● **PROBLEM TO SOLVE**:
An exact copy of all the entries is what is needed here.

● **AVAILABLE DATA**:
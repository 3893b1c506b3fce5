use std::path::Path;

use herald_core::{AttachmentSpec, ResolvedAttachment};
use herald_messaging::{DynMessageService, ResourceLoader};
use tracing::debug;

use crate::error::ExecutorError;
use crate::fetcher::RemoteAttachmentFetcher;

/// Turns one attachment declaration into the attachments it contributes.
///
/// A declaration may contribute a local file, forwarded attachments, both,
/// or nothing. Local content always comes first.
pub struct AttachmentResolver<'a> {
    messages: &'a dyn DynMessageService,
    resources: &'a dyn ResourceLoader,
    fetcher: RemoteAttachmentFetcher<'a>,
}

impl<'a> AttachmentResolver<'a> {
    pub fn new(messages: &'a dyn DynMessageService, resources: &'a dyn ResourceLoader) -> Self {
        Self {
            messages,
            resources,
            fetcher: RemoteAttachmentFetcher::new(messages),
        }
    }

    pub async fn resolve(
        &self,
        spec: &AttachmentSpec,
    ) -> Result<Vec<ResolvedAttachment>, ExecutorError> {
        let mut resolved = Vec::new();
        if let Some(path) = spec.content_path.as_deref() {
            resolved.extend(self.resolve_local(path).await?);
        }
        self.resolve_forwarded(spec, &mut resolved).await?;
        Ok(resolved)
    }

    async fn resolve_local(&self, path: &str) -> Result<Option<ResolvedAttachment>, ExecutorError> {
        let Some(content) = self.resources.open(path).await? else {
            debug!(path, "resource has no content, skipping attachment");
            return Ok(None);
        };
        let filename = file_name(path);
        debug!(path, %filename, "attaching workflow resource");
        Ok(Some(ResolvedAttachment::new(filename, content)))
    }

    async fn resolve_forwarded(
        &self,
        spec: &AttachmentSpec,
        resolved: &mut Vec<ResolvedAttachment>,
    ) -> Result<(), ExecutorError> {
        let Some(message_id) = spec.message_id.as_ref() else {
            return Ok(());
        };

        let source = self.messages.get_message(message_id).await?.ok_or_else(|| {
            ExecutorError::MessageNotFound {
                message_id: message_id.clone(),
            }
        })?;

        match spec.attachment_id.as_ref() {
            Some(attachment_id) => {
                if source.attachments.is_empty() {
                    return Err(ExecutorError::NoAttachments {
                        message_id: source.message_id.clone(),
                    });
                }
                let info = source.attachment(attachment_id).ok_or_else(|| {
                    ExecutorError::AttachmentNotFound {
                        attachment_id: attachment_id.clone(),
                        message_id: message_id.clone(),
                    }
                })?;
                resolved.push(self.fetcher.fetch_resolved(&source, info).await?);
            }
            None => {
                debug!(
                    %message_id,
                    attachment_count = source.attachments.len(),
                    "forwarding all attachments"
                );
                for info in &source.attachments {
                    resolved.push(self.fetcher.fetch_resolved(&source, info).await?);
                }
            }
        }
        Ok(())
    }
}

/// Last path segment, used as the uploaded file name.
fn file_name(path: &str) -> String {
    Path::new(path)
        .file_name()
        .and_then(|name| name.to_str())
        .unwrap_or(path)
        .to_owned()
}
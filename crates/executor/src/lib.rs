//! The `send-message` workflow activity.
//!
//! [`SendMessageExecutor`] resolves the destination stream, gathers local and
//! forwarded attachments, sends the message through the messaging service and
//! records the sent message id as the `msgId` output variable.

pub mod activity;
pub mod composer;
pub mod context;
pub mod error;
pub mod fetcher;
pub mod resolver;
pub mod send_message;
pub mod stream;

pub use activity::ActivityExecutor;
pub use composer::MessageComposer;
pub use context::{ActivityContext, OutputVariables};
pub use error::ExecutorError;
pub use fetcher::RemoteAttachmentFetcher;
pub use resolver::AttachmentResolver;
pub use send_message::SendMessageExecutor;
pub use stream::StreamIdResolver;
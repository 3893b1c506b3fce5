use serde::{Deserialize, Serialize};

use crate::types::{AttachmentId, MessageId, StreamId};

/// A message as stored by the remote messaging service.
#[derive(Debug, Clone, PartialEq, Eq, Serialize, Deserialize)]
#[serde(rename_all = "camelCase")]
pub struct RemoteMessage {
    pub message_id: MessageId,

    /// Conversation the message was posted in. Attachments must be fetched
    /// from this stream, not from the stream a new message is sent to.
    pub stream_id: StreamId,

    /// Attachment listing in the order the service returns it.
    #[serde(default)]
    pub attachments: Vec<AttachmentInfo>,
}

impl RemoteMessage {
    #[must_use]
    pub fn new(message_id: impl Into<MessageId>, stream_id: impl Into<StreamId>) -> Self {
        Self {
            message_id: message_id.into(),
            stream_id: stream_id.into(),
            attachments: Vec::new(),
        }
    }

    #[must_use]
    pub fn with_attachment(mut self, attachment: AttachmentInfo) -> Self {
        self.attachments.push(attachment);
        self
    }

    /// Find an attachment by id.
    #[must_use]
    pub fn attachment(&self, id: &AttachmentId) -> Option<&AttachmentInfo> {
        self.attachments.iter().find(|a| &a.id == id)
    }
}

/// Descriptor of an attachment on a stored message.
#[derive(Debug, Clone, PartialEq, Eq, Serialize, Deserialize)]
#[serde(rename_all = "camelCase")]
pub struct AttachmentInfo {
    pub id: AttachmentId,
    /// File name shown to users; reused when the attachment is forwarded.
    pub name: String,
    /// Size in bytes, as reported by the service.
    #[serde(default)]
    pub size: Option<u64>,
}

impl AttachmentInfo {
    #[must_use]
    pub fn new(id: impl Into<AttachmentId>, name: impl Into<String>) -> Self {
        Self {
            id: id.into(),
            name: name.into(),
            size: None,
        }
    }
}

/// Result of sending a message.
#[derive(Debug, Clone, Default, PartialEq, Eq, Serialize, Deserialize)]
#[serde(rename_all = "camelCase")]
pub struct DispatchResult {
    /// Id assigned by the service. Absent when the service did not return one.
    pub message_id: Option<MessageId>,
}

impl DispatchResult {
    #[must_use]
    pub fn sent(message_id: impl Into<MessageId>) -> Self {
        Self {
            message_id: Some(message_id.into()),
        }
    }

    #[must_use]
    pub fn without_id() -> Self {
        Self::default()
    }
}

● **REPLY TO THE EXERCISE**:
repository 3893b1c506b3fce5
use std::path::Path;

use herald_core::{AttachmentSpec, ResolvedAttachment};
use herald_messaging::{DynMessageService, ResourceLoader};
use tracing::debug;

use crate::error::ExecutorError;
use crate::fetcher::RemoteAttachmentFetcher;

/// Turns one attachment declaration into the attachments it contributes.
///
/// A declaration may contribute a local file, forwarded attachments, both,
/// or nothing. Local content always comes first.
pub struct AttachmentResolver<'a> {
    messages: &'a dyn DynMessageService,
    resources: &'a dyn ResourceLoader,
    fetcher: RemoteAttachmentFetcher<'a>,
}

impl<'a> AttachmentResolver<'a> {
    pub fn new(messages: &'a dyn DynMessageService, resources: &'a dyn ResourceLoader) -> Self {
        Self {
            messages,
            resources,
            fetcher: RemoteAttachmentFetcher::new(messages),
        }
    }

    pub async fn resolve(
        &self,
        spec: &AttachmentSpec,
    ) -> Result<Vec<ResolvedAttachment>, ExecutorError> {
        let mut resolved = Vec::new();
        if let Some(path) = spec.content_path.as_deref() {
            resolved.extend(self.resolve_local(path).await?);
        }
        self.resolve_forwarded(spec, &mut resolved).await?;
        Ok(resolved)
    }

    async fn resolve_local(&self, path: &str) -> Result<Option<ResolvedAttachment>, ExecutorError> {
        let Some(content) = self.resources.open(path).await? else {
            debug!(path, "resource has no content, skipping attachment");
            return Ok(None);
        };
        let filename = file_name(path);
        debug!(path, %filename, "attaching workflow resource");
        Ok(Some(ResolvedAttachment::new(filename, content)))
    }

    async fn resolve_forwarded(
        &self,
        spec: &AttachmentSpec,
        resolved: &mut Vec<ResolvedAttachment>,
    ) -> Result<(), ExecutorError> {
        let Some(message_id) = spec.message_id.as_ref() else {
            return Ok(());
        };

        let source = self.messages.get_message(message_id).await?.ok_or_else(|| {
            ExecutorError::MessageNotFound {
                message_id: message_id.clone(),
            }
        })?;

        match spec.attachment_id.as_ref() {
            Some(attachment_id) => {
                if source.attachments.is_empty() {
                    return Err(ExecutorError::NoAttachments {
                        message_id: source.message_id.clone(),
                    });
                }
                let info = source.attachment(attachment_id).ok_or_else(|| {
                    ExecutorError::AttachmentNotFound {
                        attachment_id: attachment_id.clone(),
                        message_id: message_id.clone(),
                    }
                })?;
                resolved.push(self.fetcher.fetch_resolved(&source, info).await?);
            }
            None => {
                debug!(
                    %message_id,
                    attachment_count = source.attachments.len(),
                    "forwarding all attachments"
                );
                for info in &source.attachments {
                    resolved.push(self.fetcher.fetch_resolved(&source, info).await?);
                }
            }
        }
        Ok(())
    }
}

/// Last path segment, used as the uploaded file name.
fn file_name(path: &str) -> String {
    Path::new(path)
        .file_name()
        .and_then(|name| name.to_str())
        .unwrap_or(path)
        .to_owned()
}
filename crates/executor/src/lib.rs
//! The `send-message` workflow activity.
//!
//! [`SendMessageExecutor`] resolves the destination stream, gathers local and
//! forwarded attachments, sends the message through the messaging service and
//! records the sent message id as the `msgId` output variable.

pub mod activity;
pub mod composer;
pub mod context;
pub mod error;
pub mod fetcher;
pub mod resolver;
pub mod send_message;
pub mod stream;

pub use activity::ActivityExecutor;
pub use composer::MessageComposer;
pub use context::{ActivityContext, OutputVariables};
pub use error::ExecutorError;
pub use fetcher::RemoteAttachmentFetcher;
pub use resolver::AttachmentResolver;
pub use send_message::SendMessageExecutor;
pub use stream::StreamIdResolver;
repository 3893b1c506b3fce5
use serde::{Deserialize, Serialize};

use crate::types::{AttachmentId, MessageId, StreamId};

/// A message as stored by the remote messaging service.
#[derive(Debug, Clone, PartialEq, Eq, Serialize, Deserialize)]
#[serde(rename_all = "camelCase")]
pub struct RemoteMessage {
    pub message_id: MessageId,

    /// Conversation the message was posted in. Attachments must be fetched
    /// from this stream, not from the stream a new message is sent to.
    pub stream_id: StreamId,

    /// Attachment listing in the order the service returns it.
    #[serde(default)]
    pub attachments: Vec<AttachmentInfo>,
}

impl RemoteMessage {
    #[must_use]
    pub fn new(message_id: impl Into<MessageId>, stream_id: impl Into<StreamId>) -> Self {
        Self {
            message_id: message_id.into(),
            stream_id: stream_id.into(),
            attachments: Vec::new(),
        }
    }

    #[must_use]
    pub fn with_attachment(mut self, attachment: AttachmentInfo) -> Self {
        self.attachments.push(attachment);
        self
    }

    /// Find an attachment by id.
    #[must_use]
    pub fn attachment(&self, id: &AttachmentId) -> Option<&AttachmentInfo> {
        self.attachments.iter().find(|a| &a.id == id)
    }
}

/// Descriptor of an attachment on a stored message.
#[derive(Debug, Clone, PartialEq, Eq, Serialize, Deserialize)]
#[serde(rename_all = "camelCase")]
pub struct AttachmentInfo {
    pub id: AttachmentId,
    /// File name shown to users; reused when the attachment is forwarded.
    pub name: String,
    /// Size in bytes, as reported by the service.
    #[serde(default)]
    pub size: Option<u64>,
}

impl AttachmentInfo {
    #[must_use]
    pub fn new(id: impl Into<AttachmentId>, name: impl Into<String>) -> Self {
        Self {
            id: id.into(),
            name: name.into(),
            size: None,
        }
    }
}

/// Result of sending a message.
#[derive(Debug, Clone, Default, PartialEq, Eq, Serialize, Deserialize)]
#[serde(rename_all = "camelCase")]
pub struct DispatchResult {
    /// Id assigned by the service. Absent when the service did not return one.
    pub message_id: Option<MessageId>,
}

impl DispatchResult {
    #[must_use]
    pub fn sent(message_id: impl Into<MessageId>) -> Self {
        Self {
            message_id: Some(message_id.into()),
        }
    }

    #[must_use]
    pub fn without_id() -> Self {
        Self::default()
    }
}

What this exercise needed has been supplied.